In this vignette we describe commonly used annotation workflow steps and show
how to use them in detail.
# Statistics in R using Class Templates (struct)
All of the objects defined in `r Biocpkg("MetMashR")` use or extend the class
templates
defined by the `r Biocpkg("struct")` package. Although originally intended for
statistics
applications, the templates in the `r Biocpkg("struct")` package have proven to
be adaptable
to many different scenarios and types of analysis/workflow step.

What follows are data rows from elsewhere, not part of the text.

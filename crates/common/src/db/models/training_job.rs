//! Training job entity: one row per training run, carrying its provenance

use sea_orm::entity::prelude::*;
use serde::{Deserialize, Serialize};
use std::fmt;
use std::str::FromStr;

/// Training status as reported by the training provider
#[derive(Clone, Copy, Debug, PartialEq, Eq, Hash, Serialize, Deserialize)]
#[serde(rename_all = "snake_case")]
pub enum TrainingStatus {
    Pending,
    Starting,
    Processing,
    Succeeded,
    Failed,
    Canceled,
}

impl TrainingStatus {
    pub const TERMINAL: [TrainingStatus; 3] = [
        TrainingStatus::Succeeded,
        TrainingStatus::Failed,
        TrainingStatus::Canceled,
    ];

    pub fn as_str(&self) -> &'static str {
        match self {
            TrainingStatus::Pending => "pending",
            TrainingStatus::Starting => "starting",
            TrainingStatus::Processing => "processing",
            TrainingStatus::Succeeded => "succeeded",
            TrainingStatus::Failed => "failed",
            TrainingStatus::Canceled => "canceled",
        }
    }

    pub fn is_terminal(&self) -> bool {
        Self::TERMINAL.contains(self)
    }

    /// Position in the lifecycle; all terminal states share the top rank
    pub fn rank(&self) -> u8 {
        match self {
            TrainingStatus::Pending => 0,
            TrainingStatus::Starting => 1,
            TrainingStatus::Processing => 2,
            TrainingStatus::Succeeded | TrainingStatus::Failed | TrainingStatus::Canceled => 3,
        }
    }

    /// Whether a notification carrying `incoming` may overwrite a row whose
    /// stored status is `self`. Terminal notifications always apply; anything
    /// else must strictly advance a non-terminal row.
    pub fn accepts(&self, incoming: TrainingStatus) -> bool {
        if incoming.is_terminal() {
            return true;
        }
        !self.is_terminal() && incoming.rank() > self.rank()
    }
}

impl fmt::Display for TrainingStatus {
    fn fmt(&self, f: &mut fmt::Formatter<'_>) -> fmt::Result {
        f.write_str(self.as_str())
    }
}

impl FromStr for TrainingStatus {
    type Err = String;

    fn from_str(s: &str) -> Result<Self, Self::Err> {
        match s {
            "pending" => Ok(TrainingStatus::Pending),
            "starting" => Ok(TrainingStatus::Starting),
            "processing" => Ok(TrainingStatus::Processing),
            "succeeded" => Ok(TrainingStatus::Succeeded),
            "failed" => Ok(TrainingStatus::Failed),
            "canceled" | "cancelled" => Ok(TrainingStatus::Canceled),
            other => Err(format!("unknown training status '{}'", other)),
        }
    }
}

#[derive(Clone, Debug, PartialEq, DeriveEntityModel, Serialize, Deserialize)]
#[sea_orm(table_name = "training_jobs")]
pub struct Model {
    #[sea_orm(primary_key, auto_increment = false)]
    pub id: Uuid,

    /// Id assigned by the training provider
    #[sea_orm(column_type = "Text", nullable, unique)]
    pub replicate_job_id: Option<String>,

    #[sea_orm(column_type = "Text", nullable)]
    pub model_name: Option<String>,

    #[sea_orm(column_type = "Text", nullable)]
    pub trigger_word: Option<String>,

    #[sea_orm(column_type = "Text")]
    pub status: String,

    #[sea_orm(column_type = "Text", nullable)]
    pub input_images_url: Option<String>,

    pub steps: Option<i32>,

    #[sea_orm(column_type = "Text", nullable)]
    pub captioning: Option<String>,

    /// Trained weights reference
    #[sea_orm(column_type = "Text", nullable)]
    pub output_url: Option<String>,

    #[sea_orm(column_type = "Text", nullable)]
    pub error_message: Option<String>,

    #[sea_orm(column_type = "Text", nullable)]
    pub logs: Option<String>,

    pub predict_time: Option<f64>,

    pub total_time: Option<f64>,

    pub started_at: Option<DateTimeWithTimeZone>,

    pub completed_at: Option<DateTimeWithTimeZone>,

    /// Registered IP asset, set only by a confirmed registration
    #[sea_orm(column_type = "Text", nullable)]
    pub ip_id: Option<String>,

    #[sea_orm(column_type = "Text", nullable)]
    pub registration_tx_hash: Option<String>,

    /// Ordered parent IP ids (JSON array of strings)
    #[sea_orm(column_type = "JsonBinary")]
    pub parent_ip_ids: Json,

    pub registration_failed: bool,

    #[sea_orm(column_type = "Text", nullable)]
    pub registration_failure_reason: Option<String>,

    pub registration_failed_at: Option<DateTimeWithTimeZone>,

    /// Set while a worker holds the registration claim for this job
    pub registration_claimed_at: Option<DateTimeWithTimeZone>,

    pub hidden: bool,

    pub created_at: DateTimeWithTimeZone,

    pub updated_at: DateTimeWithTimeZone,
}

impl Model {
    /// Get the job status as an enum. Unknown strings read as pending.
    pub fn training_status(&self) -> TrainingStatus {
        self.status.parse().unwrap_or(TrainingStatus::Pending)
    }

    /// Whether a notification carrying `incoming` may overwrite this row.
    /// Once a derivative IP is recorded only the stored status may repeat.
    pub fn accepts(&self, incoming: TrainingStatus) -> bool {
        let stored = self.training_status();
        if self.ip_id.is_some() && incoming != stored {
            return false;
        }
        stored.accepts(incoming)
    }

    /// Stored parent ids in their recorded order
    pub fn parent_ip_ids(&self) -> Vec<String> {
        parse_parent_ids(&self.parent_ip_ids)
    }
}

/// Read a JSON array of strings, skipping anything that is not a string
pub fn parse_parent_ids(value: &Json) -> Vec<String> {
    value
        .as_array()
        .map(|items| {
            items
                .iter()
                .filter_map(|v| v.as_str().map(str::to_string))
                .collect()
        })
        .unwrap_or_default()
}

#[derive(Copy, Clone, Debug, EnumIter, DeriveRelation)]
pub enum Relation {
    #[sea_orm(has_many = "super::training_image::Entity")]
    Images,
}

impl Related<super::training_image::Entity> for Entity {
    fn to() -> RelationDef {
        Relation::Images.def()
    }
}

impl ActiveModelBehavior for ActiveModel {}

#[cfg(test)]
mod tests {
    use super::*;

    #[test]
    fn test_terminal_rejects_processing() {
        for terminal in TrainingStatus::TERMINAL {
            assert!(!terminal.accepts(TrainingStatus::Processing));
            assert!(!terminal.accepts(TrainingStatus::Starting));
        }
    }

    #[test]
    fn test_processing_duplicate_not_accepted() {
        assert!(!TrainingStatus::Processing.accepts(TrainingStatus::Processing));
        assert!(TrainingStatus::Starting.accepts(TrainingStatus::Processing));
    }

    #[test]
    fn test_terminal_always_accepted() {
        assert!(TrainingStatus::Succeeded.accepts(TrainingStatus::Succeeded));
        assert!(TrainingStatus::Processing.accepts(TrainingStatus::Failed));
        assert!(TrainingStatus::Pending.accepts(TrainingStatus::Canceled));
    }

    #[test]
    fn test_status_parse() {
        assert_eq!("cancelled".parse::<TrainingStatus>(), Ok(TrainingStatus::Canceled));
        assert!("queued".parse::<TrainingStatus>().is_err());
    }

    #[test]
    fn test_parse_parent_ids_skips_non_strings() {
        let value = serde_json::json!(["0xaa", 7, "0xbb", null]);
        assert_eq!(parse_parent_ids(&value), vec!["0xaa", "0xbb"]);
        assert!(parse_parent_ids(&serde_json::json!({})).is_empty());
    }
}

The use of `r Biocpkg("struct")` templates allows workflow steps to be applied
in sequence
and intermediate outputs to be retained for further analysis if required. The
templates include ontology definitions for both the object and its input/output
parameters. This makes the workflows more "FAIR" which is critical alongside
FAIR data to making workflows repeatable, transparent and reproducible.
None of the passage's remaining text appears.